1) Safety - The temperature "danger zone" where microbial growth is greatest is between 40 degrees and 140 degrees Fahrenheit. If the food is thawed, very likely it has been inside this zone (above 40 degrees), thus increasing the possibility of getting some food born illness.

2) Quality - Ice crystals form jagged little points that break the cell walls of the food you are freezing. The faster the ice crystals form, the smaller the crystals, and the less damage. Commercial operations freeze food at -40 Fahrenheit to minimize the size of crystals (interesting side note: Clarence Birdseye figured this out while he was ice fishing and his catch froze, but thawed with a decent texture. He is now known as the father of the frozen food industry). Anyway, when a food is frozen, thawed, and refrozen, it increases the amount of damage. Especially when the refreezing is only done at zero F, when the ice crystals are larger. So I would still avoid the thawed foods because their quality is likely inferior.
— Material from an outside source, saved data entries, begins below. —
//! Subprocess runner.
//!
//! Launches one external process at a time, streams its stdout/stderr line by
//! line to a callback, and resolves with how the process ended. The runner
//! knows nothing about jobs or phases.

mod interpreter;

pub use interpreter::{INTERPRETER_ENV, InterpreterResolver};

use std::path::PathBuf;
use std::process::Stdio;
use std::sync::atomic::{AtomicBool, AtomicUsize, Ordering};
use std::sync::{Arc, Mutex, PoisonError};
use std::time::Duration;

use tokio::io::{AsyncBufReadExt, AsyncRead, BufReader};
use tokio::process::Command;
use tokio::sync::{Notify, mpsc};
use tracing::{debug, warn};

use crate::errors::RunnerError;

/// Marker prepended to lines the child wrote to stderr.
pub const STDERR_MARKER: &str = "[ERROR]";

const DRAIN_GRACE: Duration = Duration::from_secs(2);

/// What to launch.
#[derive(Debug, Clone)]
pub struct CommandSpec {
    pub program: String,
    pub args: Vec<String>,
    pub working_dir: PathBuf,
    /// Shown to the operator when the program cannot be started.
    pub remediation: Option<String>,
}

impl CommandSpec {
    pub fn new(program: impl Into<String>, working_dir: impl Into<PathBuf>) -> Self {
        Self {
            program: program.into(),
            args: Vec::new(),
            working_dir: working_dir.into(),
            remediation: None,
        }
    }

    pub fn arg(mut self, arg: impl Into<String>) -> Self {
        self.args.push(arg.into());
        self
    }

    pub fn remediation(mut self, hint: impl Into<String>) -> Self {
        self.remediation = Some(hint.into());
        self
    }

    fn remediation_for(&self, err: &std::io::Error) -> String {
        if let Some(ref hint) = self.remediation {
            return hint.clone();
        }
        match err.kind() {
            std::io::ErrorKind::NotFound => format!(
                "Check that `{}` is installed and on PATH",
                self.program
            ),
            std::io::ErrorKind::PermissionDenied => {
                format!("Check that `{}` is executable", self.program)
            }
            _ => format!("Check the working directory {}", self.working_dir.display()),
        }
    }
}

/// One line of child output.
#[derive(Debug, Clone, PartialEq, Eq)]
pub enum OutputLine {
    Stdout(String),
    Stderr(String),
}

impl std::fmt::Display for OutputLine {
    fn fmt(&self, f: &mut std::fmt::Formatter<'_>) -> std::fmt::Result {
        match self {
            OutputLine::Stdout(line) => write!(f, "{}", line),
            OutputLine::Stderr(line) => write!(f, "{} {}", STDERR_MARKER, line),
        }
    }
}

/// How a child process ended, when it did not fail.
#[derive(Debug, Clone, Copy, PartialEq, Eq)]
pub enum ProcessOutcome {
    /// Exit code 0.
    Exited,
    /// Killed via [`SubprocessRunner::terminate`] or by a signal.
    Terminated,
    /// Never spawned because the runner had already been terminated.
    NotLaunched,
}

/// Runs at most one child process at a time. Once terminated, the runner
/// refuses every later launch.
#[derive(Debug, Default)]
pub struct SubprocessRunner {
    active: Mutex<Option<Arc<Notify>>>,
    launches: AtomicUsize,
    terminated: AtomicBool,
}

/// Clears the active slot when a run ends, however it ends.
struct ActiveSlot<'a>(&'a Mutex<Option<Arc<Notify>>>);

impl Drop for ActiveSlot<'_> {
    fn drop(&mut self) {
        *self.0.lock().unwrap_or_else(PoisonError::into_inner) = None;
    }
}

impl SubprocessRunner {
    pub fn new() -> Self {
        Self::default()
    }

    /// Whether a child is currently running under this runner.
    pub fn is_active(&self) -> bool {
        self.active
            .lock()
            .unwrap_or_else(PoisonError::into_inner)
            .is_some()
    }

    /// Number of children successfully spawned over the runner's lifetime.
    pub fn launch_count(&self) -> usize {
        self.launches.load(Ordering::SeqCst)
    }

    /// Ask the active child to terminate and block later launches. Returns
    /// `false` when nothing is running.
    pub fn terminate(&self) -> bool {
        let slot = self.active.lock().unwrap_or_else(PoisonError::into_inner);
        // Set under the slot lock so a concurrent `run` either sees the flag
        // or has already registered its kill handle.
        self.terminated.store(true, Ordering::SeqCst);
        match slot.as_ref() {
            Some(kill) => {
                kill.notify_one();
                true
            }
            None => false,
        }
    }

    /// Launch `spec`, forwarding every output line to `on_line`, and wait for exit.
    pub async fn run<F>(&self, spec: &CommandSpec, mut on_line: F) -> Result<ProcessOutcome, RunnerError>
    where
        F: FnMut(OutputLine) + Send,
    {
        let kill = Arc::new(Notify::new());
        {
            let mut slot = self.active.lock().unwrap_or_else(PoisonError::into_inner);
            if self.terminated.load(Ordering::SeqCst) {
                debug!(program = %spec.program, "runner terminated, not launching");
                return Ok(ProcessOutcome::NotLaunched);
            }
            if slot.is_some() {
                return Err(RunnerError::AlreadyActive);
            }
            *slot = Some(Arc::clone(&kill));
        }
        let _slot = ActiveSlot(&self.active);

        let mut child = Command::new(&spec.program)
            .args(&spec.args)
            .current_dir(&spec.working_dir)
            .stdin(Stdio::null())
            .stdout(Stdio::piped())
            .stderr(Stdio::piped())
            .kill_on_drop(true)
            .spawn()
            .map_err(|source| RunnerError::Launch {
                program: spec.program.clone(),
                remediation: spec.remediation_for(&source),
                source,
            })?;
        self.launches.fetch_add(1, Ordering::SeqCst);
        debug!(program = %spec.program, pid = child.id(), "subprocess spawned");

        let (tx, mut rx) = mpsc::unbounded_channel::<OutputLine>();
        if let Some(stdout) = child.stdout.take() {
            forward_lines(stdout, tx.clone(), OutputLine::Stdout);
        }
        if let Some(stderr) = child.stderr.take() {
            forward_lines(stderr, tx.clone(), OutputLine::Stderr);
        }
        drop(tx);

        let mut terminated = false;
        let status = loop {
            tokio::select! {
                Some(line) = rx.recv() => on_line(line),
                _ = kill.notified(), if !terminated => {
                    terminated = true;
                    if let Err(e) = child.start_kill() {
                        warn!(program = %spec.program, error = %e, "failed to kill subprocess");
                    }
                }
                status = child.wait() => {
                    break status.map_err(|source| RunnerError::Io {
                        program: spec.program.clone(),
                        source,
                    })?;
                }
            }
        };

        // Readers finish once the pipes close. A grandchild that inherited
        // the pipes can keep them open, so the drain is bounded.
        let drained = tokio::time::timeout(DRAIN_GRACE, async {
            while let Some(line) = rx.recv().await {
                on_line(line);
            }
        })
        .await;
        if drained.is_err() {
            debug!(program = %spec.program, "output pipes still open after exit, stopped reading");
        }

        match status.code() {
            Some(0) => Ok(ProcessOutcome::Exited),
            Some(_) if terminated => Ok(ProcessOutcome::Terminated),
            Some(code) => Err(RunnerError::NonZeroExit {
                program: spec.program.clone(),
                code,
            }),
            None => Ok(ProcessOutcome::Terminated),
        }
    }
}

fn forward_lines<R>(reader: R, tx: mpsc::UnboundedSender<OutputLine>, tag: fn(String) -> OutputLine)
where
    R: AsyncRead + Unpin + Send + 'static,
{
    tokio::spawn(async move {
        let mut lines = BufReader::new(reader).lines();
        while let Ok(Some(line)) = lines.next_line().await {
            if tx.send(tag(line)).is_err() {
                break;
            }
        }
    });
}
posted by I am the Walrus at 1:23 PM on March 30, 2010


If you cook the nuggets or pieces to the temperature stated on the package (or if the package does not have a temperature stated to at least 165F...use a meat thermometer) then you are not in danger non spore forming food borne pathogens. As I am the Walrus stated, though, the ice crystal formation will cause quality defects that would likely deter me from eating the nuggets.